Warum die meisten Werkstattheizgeräte versagen – und wie wir das Problem gelöst haben
Seien wir ehrlich: Die Decken in Werkstätten sind ein Albtraum für elektronische Geräte. Es gibt Öldünste in der Luft, überall Staub – und die Feuchtigkeit schwankt ständig von einer Stunde zur nächsten.
Die meisten Infrarotheizgeräte sind einfach nicht dafür geeignet.
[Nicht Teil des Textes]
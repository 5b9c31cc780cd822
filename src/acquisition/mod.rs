// Copyright (c) 2025 Ronan LE MEILLAT, SCTG Development
// This file is part of the rust-sensor-monitor project and is licensed under the
// SCTG Development Non-Commercial License v1.0 (see LICENSE.md for details).

//! Data acquisition
//!
//! The collector polls a [`TemperatureSource`] at a fixed interval and
//! appends every value to the reading store. A poll runs to completion
//! before the next sleep starts, so at most one poll is ever in flight and a
//! slow poll delays the next one instead of piling up. Failures are logged
//! and the loop carries on; gaps in the stored series are the only symptom.

use std::sync::atomic::{AtomicBool, Ordering};
use std::sync::Arc;
use std::time::Duration;

use async_trait::async_trait;
use log::{debug, error, info};
use thiserror::Error;
use tokio::time;

use crate::sensor::SensorError;
use crate::storage::{ReadingStore, StorageError};
use crate::timeseries::types::{format_timestamp, Reading};

/// Anything that can produce a temperature on demand
#[async_trait]
pub trait TemperatureSource: Send + Sync {
    async fn read_temperature(&self) -> Result<f64, SensorError>;
}

#[derive(Debug, Error)]
pub enum PollError {
    #[error("failed to read sensor: {0}")]
    Sensor(#[from] SensorError),
    #[error("failed to store reading: {0}")]
    Storage(#[from] StorageError),
}

pub struct TemperatureCollector {
    source: Arc<dyn TemperatureSource>,
    store: Arc<dyn ReadingStore>,
    interval: Duration,
}

impl TemperatureCollector {
    pub fn new(
        source: Arc<dyn TemperatureSource>,
        store: Arc<dyn ReadingStore>,
        interval: Duration,
    ) -> Self {
        Self {
            source,
            store,
            interval,
        }
    }

    pub fn interval(&self) -> Duration {
        self.interval
    }

    /// Read one value and append it to the store.
    pub async fn poll_once(&self) -> Result<Reading, PollError> {
        let value = self.source.read_temperature().await?;
        let reading = self.store.store_reading(value).await?;
        debug!(
            "[{}] Temperature: {:.1}°C",
            format_timestamp(&reading.timestamp),
            reading.value
        );
        Ok(reading)
    }

    /// Poll until `running` is cleared, checked at the top of every iteration.
    pub async fn run(&self, running: Arc<AtomicBool>) {
        info!(
            "Starting data collection polling every {} ms",
            self.interval.as_millis()
        );

        while running.load(Ordering::SeqCst) {
            if let Err(e) = self.poll_once().await {
                error!("Error collecting data from polling sensor: {e}");
            }

            time::sleep(self.interval).await;
        }

        info!("Data collection stopped");
    }
}
// Copyright (c) 2025 Ronan LE MEILLAT, SCTG Development
// This file is part of the rust-sensor-monitor project and is licensed under the
// SCTG Development Non-Commercial License v1.0 (see LICENSE.md for details).

use log::error;
use rocket::http::Status;
use rocket::serde::json::Json;
use rocket::{get, post, State};
use rocket_okapi::openapi;
use rocket_okapi::JsonSchema;
use serde::{Deserialize, Serialize};
use serde_json::Value;

use super::error::{api_error, ApiError};
use crate::sensor::{SensorController, SensorError, SensorStatus};
use crate::timeseries::validation::validate_control_params;

#[derive(Debug, Clone, PartialEq, Serialize, Deserialize, JsonSchema)]
pub struct ControlResponse {
    pub success: bool,
    pub message: String,
}

/// Get sensor status
///
/// **Endpoint:** `GET /sensor/status`
///
/// Always answers 200. When the sensor cannot be read, the settings are
/// zeroed and `sensorConnection` carries the failure.
#[openapi(tag = "Sensor")]
#[get("/sensor/status")]
pub async fn get_sensor_status(controller: &State<SensorController>) -> Json<SensorStatus> {
    Json(controller.status().await)
}

/// Control the sensor
///
/// **Endpoint:** `POST /sensor/control`
///
/// Body fields are all optional: `period` (ms, 100 to 10000), `amplitude`
/// (°C, 0 to 50) and `status` (boolean or `"true"`). Out-of-range or mistyped
/// fields are ignored; a body with no usable field is rejected with 400.
#[openapi(tag = "Sensor")]
#[post("/sensor/control", format = "json", data = "<body>")]
pub async fn control_sensor(
    controller: &State<SensorController>,
    body: Json<Value>,
) -> Result<Json<ControlResponse>, ApiError> {
    let params = validate_control_params(&body);

    match controller.control(&params).await {
        Ok(()) => Ok(Json(ControlResponse {
            success: true,
            message: "Control commands sent successfully".to_string(),
        })),
        Err(e @ SensorError::NoValidParameters) => Err(api_error(Status::BadRequest, e.to_string())),
        Err(e) => {
            error!("Error controlling sensor: {e}");
            Err(api_error(Status::InternalServerError, "Failed to control sensor"))
        }
    }
}
#[rocket::async_test]
async fn test_store_failure_returns_error_envelope() {
    let client = client_for(Arc::new(BrokenStore), dead_sensor().await).await;

    let (status, body) = get_json(&client, "/api/temperatures?timescale=6h").await;
    assert_eq!(status, Status::InternalServerError);
    assert_eq!(
        body,
        json!({ "success": false, "error": "Failed to fetch temperature data from database" })
    );

    let (status, body) = get_json(&client, "/api/temperatures/stats").await;
    assert_eq!(status, Status::InternalServerError);
    assert_eq!(
        body["error"],
        "Failed to fetch temperature statistics from database"
    );

    let (status, body) = get_json(&client, "/api/temperatures/recent").await;
    assert_eq!(status, Status::InternalServerError);
    assert_eq!(
        body["error"],
        "Failed to fetch recent temperature data from database"
    );
}

#[rocket::async_test]
async fn test_unknown_route_returns_json_404() {
    let client = client_for(seeded_store().await, dead_sensor().await).await;

    let (status, body) = get_json(&client, "/api/nope").await;
    assert_eq!(status, Status::NotFound);
    assert_eq!(
        body,
        json!({ "success": false, "error": "Route /api/nope not found" })
    );
}

#[rocket::async_test]
async fn test_cors_headers_and_preflight() {
    let client = client_for(seeded_store().await, dead_sensor().await).await;

    let response = client.get("/api/temperatures/recent").dispatch().await;
    assert_eq!(
        response.headers().get_one("Access-Control-Allow-Origin"),
        Some("*")
    );

    let response = client.options("/sensor/control").dispatch().await;
    assert_eq!(response.status(), Status::Ok);
    assert!(response
        .headers()
        .get_one("Access-Control-Allow-Methods")
        .unwrap()
        .contains("POST"));
}

#[rocket::async_test]
async fn test_sensor_status_when_sensor_is_up() {
    let sensor_addr = start_sensor(SimulatedSensor::new(1500, 7).shared()).await;
    let client = client_for(seeded_store().await, sensor_addr).await;

    let (status, body) = get_json(&client, "/sensor/status").await;

    assert_eq!(status, Status::Ok);
    assert_eq!(body["period"], 1500);
    assert_eq!(body["amplitude"], 7);
    assert_eq!(body["running"], true);
    assert_eq!(body["baseTemperature"], 25.0);
    assert_eq!(body["sensorConnection"]["isConnected"], true);
    assert_eq!(body["sensorConnection"]["lastFailureTime"], Value::Null);
}

#[rocket::async_test]
async fn test_sensor_status_when_sensor_is_down() {
    let client = client_for(seeded_store().await, dead_sensor().await).await;

    let (status, body) = get_json(&client, "/sensor/status").await;

    assert_eq!(status, Status::Ok);
    assert_eq!(body["period"], 0);
    assert_eq!(body["amplitude"], 0);
    assert_eq!(body["running"], false);
    assert_eq!(body["baseTemperature"], 25.0);
    assert_eq!(body["sensorConnection"]["isConnected"], false);
    assert!(body["sensorConnection"]["lastFailureTime"].is_string());
    assert!(body["sensorConnection"]["lastFailureMessage"].is_string());
}

#[rocket::async_test]
async fn test_sensor_control_writes_registers() {
    let sensor = SimulatedSensor::default().shared();
    let sensor_addr = start_sensor(sensor.clone()).await;
    let client = client_for(seeded_store().await, sensor_addr).await;

    let response = client
        .post("/sensor/control")
        .header(ContentType::JSON)
        .body(r#"{"period": 2000, "amplitude": 99, "status": false}"#)
        .dispatch()
        .await;

    assert_eq!(response.status(), Status::Ok);
    let body = response.into_json::<Value>().await.unwrap();
    assert_eq!(
        body,
        json!({ "success": true, "message": "Control commands sent successfully" })
    );

    // amplitude 99 is out of range and dropped before reaching the sensor
    let state = sensor.lock().unwrap().clone();
    assert_eq!(state.period(), 2000);
    assert_eq!(state.amplitude(), 10);
    assert!(!state.is_running());
}

#[rocket::async_test]
async fn test_sensor_control_without_valid_parameter() {
    let sensor_addr = start_sensor(SimulatedSensor::default().shared()).await;
    let client = client_for(seeded_store().await, sensor_addr).await;

    let response = client
        .post("/sensor/control")
        .header(ContentType::JSON)
        .body(r#"{"period": 5, "unknown": 1}"#)
        .dispatch()
        .await;

    assert_eq!(response.status(), Status::BadRequest);
    let body = response.into_json::<Value>().await.unwrap();
    assert_eq!(
        body,
        json!({ "success": false, "error": "No valid control parameters provided" })
    );
}

#[rocket::async_test]
async fn test_sensor_control_when_sensor_is_down() {
    let client = client_for(seeded_store().await, dead_sensor().await).await;

    let response = client
        .post("/sensor/control")
        .header(ContentType::JSON)
        .body(r#"{"status": "true"}"#)
        .dispatch()
        .await;

    assert_eq!(response.status(), Status::InternalServerError);
    let body = response.into_json::<Value>().await.unwrap();
    assert_eq!(body["error"], "Failed to control sensor");
}

#[rocket::async_test]
async fn test_malformed_control_body() {
    let client = client_for(seeded_store().await, dead_sensor().await).await;

    let response = client
        .post("/sensor/control")
        .header(ContentType::JSON)
        .body("{ not json")
        .dispatch()
        .await;

    assert_eq!(response.status(), Status::BadRequest);
    let body = response.into_json::<Value>().await.unwrap();
    assert_eq!(body["success"], false);
}

#[rocket::async_test]
async fn test_health_reports_dependencies() {
    let sensor_addr = start_sensor(SimulatedSensor::default().shared()).await;
    let client = client_for(seeded_store().await, sensor_addr).await;

    let (status, body) = get_json(&client, "/health").await;
    assert_eq!(status, Status::Ok);
    assert_eq!(body["status"], "healthy");
    assert_eq!(body["service"], "test-monitor");
    assert_eq!(body["services"]["database"], "connected");
    assert_eq!(body["services"]["sensorControl"], "connected");

    let client = client_for(Arc::new(BrokenStore), dead_sensor().await).await;
    let (status, body) = get_json(&client, "/health").await;
    assert_eq!(status, Status::Ok);
    assert_eq!(body["services"]["database"], "disconnected");
    assert_eq!(body["services"]["sensorControl"], "disconnected");
}

#[rocket::async_test]
async fn test_openapi_document_lists_routes() {
    let client = client_for(seeded_store().await, dead_sensor().await).await;

    let (status, body) = get_json(&client, "/openapi.json").await;
    assert_eq!(status, Status::Ok);
    let paths = body["paths"].as_object().unwrap();
    for path in [
        "/api/temperatures",
        "/api/temperatures/stats",
        "/api/temperatures/recent",
        "/sensor/status",
        "/sensor/control",
        "/health",
    ] {
        assert!(paths.contains_key(path), "missing {path}");
    }
}
// Copyright (c) 2025 Ronan LE MEILLAT, SCTG Development
// This file is part of the rust-sensor-monitor project and is licensed under the
// SCTG Development Non-Commercial License v1.0 (see LICENSE.md for details).

//! Query and control parameter validation
//!
//! Validators never fail. They copy through the recognized keys whose JSON
//! type matches and silently drop everything else, leaving defaults to the
//! resolver and the aggregation engine. Nothing downstream of this module
//! accepts untyped input.

use rocket_okapi::JsonSchema;
use serde::{Deserialize, Serialize};
use serde_json::Value;

use super::aggregation::Granularity;

/// Default number of readings fetched for a range query
pub const DEFAULT_LIMIT: usize = 1000;
/// Upper bound accepted for `limit`
pub const MAX_LIMIT: usize = 10_000;

pub const PERIOD_MIN_MS: f64 = 100.0;
pub const PERIOD_MAX_MS: f64 = 10_000.0;
pub const AMPLITUDE_MIN: f64 = 0.0;
pub const AMPLITUDE_MAX: f64 = 50.0;

const KNOWN_TIMESCALES: [&str; 14] = [
    "1h", "1hour", "6h", "6hours", "1d", "1day", "7d", "7days", "1w", "1week", "30d", "30days",
    "1m", "1month",
];

/// Sanitized range selection shared by the data and stats queries
#[derive(Debug, Clone, Default, PartialEq, Eq)]
pub struct RangeQuery {
    pub from: Option<String>,
    pub to: Option<String>,
    pub timescale: Option<String>,
}

/// Stats queries only carry range selection
pub type StatsQuery = RangeQuery;

/// Sanitized query of `GET /api/temperatures`
#[derive(Debug, Clone, Default, PartialEq, Eq)]
pub struct TemperatureQuery {
    pub range: RangeQuery,
    pub aggregation: Option<String>,
    pub limit: Option<String>,
}

impl TemperatureQuery {
    /// Effective row limit, [`DEFAULT_LIMIT`] when absent or invalid
    pub fn effective_limit(&self) -> usize {
        parse_limit(self.limit.as_deref(), DEFAULT_LIMIT)
    }
}

/// Sensor control request surviving validation
#[derive(Debug, Clone, Copy, Default, PartialEq, Eq, Serialize, Deserialize, JsonSchema)]
pub struct ControlParams {
    /// Oscillation period in milliseconds, within [100, 10000]
    #[serde(skip_serializing_if = "Option::is_none")]
    pub period: Option<u16>,
    /// Oscillation amplitude in °C, within [0, 50]
    #[serde(skip_serializing_if = "Option::is_none")]
    pub amplitude: Option<u16>,
    /// Whether the simulation runs
    #[serde(skip_serializing_if = "Option::is_none")]
    pub status: Option<bool>,
}

impl ControlParams {
    pub fn is_empty(&self) -> bool {
        self.period.is_none() && self.amplitude.is_none() && self.status.is_none()
    }
}

/// Non-empty string value of `key`, if any
fn string_field(params: &Value, key: &str) -> Option<String> {
    params
        .get(key)
        .and_then(Value::as_str)
        .filter(|s| !s.is_empty())
        .map(str::to_string)
}

fn bounded_number(params: &Value, key: &str, min: f64, max: f64) -> Option<u16> {
    params
        .get(key)
        .and_then(Value::as_f64)
        .filter(|v| (min..=max).contains(v))
        .map(|v| v.round() as u16)
}

/// Keep the range keys of a raw query.
pub fn validate_stats_query(params: &Value) -> StatsQuery {
    RangeQuery {
        from: string_field(params, "from"),
        to: string_field(params, "to"),
        timescale: string_field(params, "timescale"),
    }
}

/// Keep the recognized keys of a raw temperature query.
pub fn validate_temperature_query(params: &Value) -> TemperatureQuery {
    TemperatureQuery {
        range: validate_stats_query(params),
        aggregation: string_field(params, "aggregation"),
        limit: string_field(params, "limit"),
    }
}

/// Keep the control fields that are correctly typed and within bounds.
///
/// `status` accepts a boolean, or a string where only `"true"` means true.
pub fn validate_control_params(params: &Value) -> ControlParams {
    let status = match params.get("status") {
        Some(Value::Bool(b)) => Some(*b),
        Some(Value::String(s)) => Some(s == "true"),
        _ => None,
    };

    ControlParams {
        period: bounded_number(params, "period", PERIOD_MIN_MS, PERIOD_MAX_MS),
        amplitude: bounded_number(params, "amplitude", AMPLITUDE_MIN, AMPLITUDE_MAX),
        status,
    }
}

/// Whether `limit` is a positive integer no greater than [`MAX_LIMIT`]
pub fn validate_limit(limit: &str) -> bool {
    limit
        .trim()
        .parse::<usize>()
        .map(|n| n > 0 && n <= MAX_LIMIT)
        .unwrap_or(false)
}

/// Parse a limit, substituting `default` when it is absent or invalid.
pub fn parse_limit(limit: Option<&str>, default: usize) -> usize {
    match limit {
        Some(raw) if validate_limit(raw) => raw.trim().parse().unwrap_or(default),
        _ => default,
    }
}

pub fn is_known_timescale(token: &str) -> bool {
    KNOWN_TIMESCALES.contains(&token.to_ascii_lowercase().as_str())
}

pub fn is_known_aggregation(token: &str) -> bool {
    Granularity::from_token(token).is_some()
}

#[cfg(test)]
mod tests {
    use super::*;
    use serde_json::json;

    #[test]
    fn test_control_period_below_bound_is_dropped() {
        assert_eq!(validate_control_params(&json!({"period": 50})), ControlParams::default());
    }

    #[test]
    fn test_control_period_and_string_status() {
        let params = validate_control_params(&json!({"period": 5000, "status": "true"}));
        assert_eq!(
            params,
            ControlParams {
                period: Some(5000),
                amplitude: None,
                status: Some(true)
            }
        );
        assert_eq!(
            serde_json::to_value(params).unwrap(),
            json!({"period": 5000, "status": true})
        );
    }

    #[test]
    fn test_control_bounds_are_inclusive() {
        let params = validate_control_params(&json!({"period": 10000, "amplitude": 0}));
        assert_eq!(params.period, Some(10000));
        assert_eq!(params.amplitude, Some(0));

        let params = validate_control_params(&json!({"period": 10001, "amplitude": 50.5}));
        assert!(params.is_empty());
    }

    #[test]
    fn test_control_wrong_types_are_dropped() {
        let params = validate_control_params(&json!({
            "period": "5000",
            "amplitude": null,
            "status": 1,
            "extra": true
        }));
        assert!(params.is_empty());
    }

    #[test]
    fn test_control_status_strings() {
        assert_eq!(validate_control_params(&json!({"status": "false"})).status, Some(false));
        assert_eq!(validate_control_params(&json!({"status": "yes"})).status, Some(false));
        assert_eq!(validate_control_params(&json!({"status": false})).status, Some(false));
        assert_eq!(validate_control_params(&json!({"status": true})).status, Some(true));
    }

    #[test]
    fn test_temperature_query_keeps_only_strings() {
        let query = validate_temperature_query(&json!({
            "from": "2025-01-01T00:00:00Z",
            "to": 12,
            "timescale": "6h",
            "aggregation": "",
            "limit": "250",
            "sensor": "abc"
        }));

        assert_eq!(query.range.from.as_deref(), Some("2025-01-01T00:00:00Z"));
        assert_eq!(query.range.to, None);
        assert_eq!(query.range.timescale.as_deref(), Some("6h"));
        assert_eq!(query.aggregation, None);
        assert_eq!(query.limit.as_deref(), Some("250"));
        assert_eq!(query.effective_limit(), 250);
    }

    #[test]
    fn test_non_object_input_is_empty() {
        assert_eq!(validate_temperature_query(&json!("nope")), TemperatureQuery::default());
        assert_eq!(validate_stats_query(&Value::Null), StatsQuery::default());
        assert!(validate_control_params(&json!([1, 2])).is_empty());
    }

    #[test]
    fn test_stats_query_ignores_aggregation_and_limit() {
        let query = validate_stats_query(&json!({"timescale": "1d", "aggregation": "5min", "limit": "5"}));
        assert_eq!(
            query,
            RangeQuery {
                from: None,
                to: None,
                timescale: Some("1d".into())
            }
        );
    }

    #[test]
    fn test_limit_validity() {
        assert!(validate_limit("1"));
        assert!(validate_limit("10000"));
        assert!(!validate_limit("0"));
        assert!(!validate_limit("10001"));
        assert!(!validate_limit("-5"));
        assert!(!validate_limit("abc"));
        assert!(!validate_limit("12abc"));

        assert_eq!(parse_limit(None, DEFAULT_LIMIT), 1000);
        assert_eq!(parse_limit(Some("20000"), DEFAULT_LIMIT), 1000);
        assert_eq!(parse_limit(Some("42"), 100), 42);
        assert_eq!(parse_limit(Some("junk"), 100), 100);
    }

    #[test]
    fn test_known_tokens() {
        assert!(is_known_timescale("7D"));
        assert!(is_known_timescale("1month"));
        assert!(!is_known_timescale("2h"));
        assert!(is_known_aggregation("15min"));
        assert!(!is_known_aggregation("1h"));
        assert!(!is_known_aggregation("RAW"));
    }
}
Feuchtigkeit dringt in den Gehäuseinneren ein oder sammelt sich direkt auf dem Heizelement. Dadurch entstehen Kurzschlüsse oder das Heizelement geht vorzeitig kaputt. Dann muss man ein defektes Heizgerät ersetzen – was wiederum bedeutet, dass man eine Leiter benutzen muss, um daran zu kommen.
Mit dem „Dunst“ umzugehen
Das Problem bei der Beheizung ist folgendes: Wenn das Heizgerät ausgeschaltet wird, sinkt die Temperatur schnell. Dadurch bindet sich die Feuchtigkeit in der Luft an die Quarztube. Das führt zu Hotspots, die dem Glas großen Stress bereiten.
Wir haben dieses Problem gelöst, indem wir die Luftzirkulation im Gerät neu gestaltet haben. Wir haben spezielle Dichtungen sowie eine gezielte Luftzufuhr eingebaut, damit das Heizelement trocken bleibt. Dadurch vermeiden wir, dass das Glas trüb wird – somit strahlt die Wärme direkt auf den Boden statt zurück in das Gerät.
Der „Unfallfaktor“
Außerdem gibt es noch den „Unfallfaktor“. Ein undichter Rohrleitung oder ein Tropfen Wasser beim Reinigen kann ein normales Heizgerät innerhalb von Sekunden zerstören.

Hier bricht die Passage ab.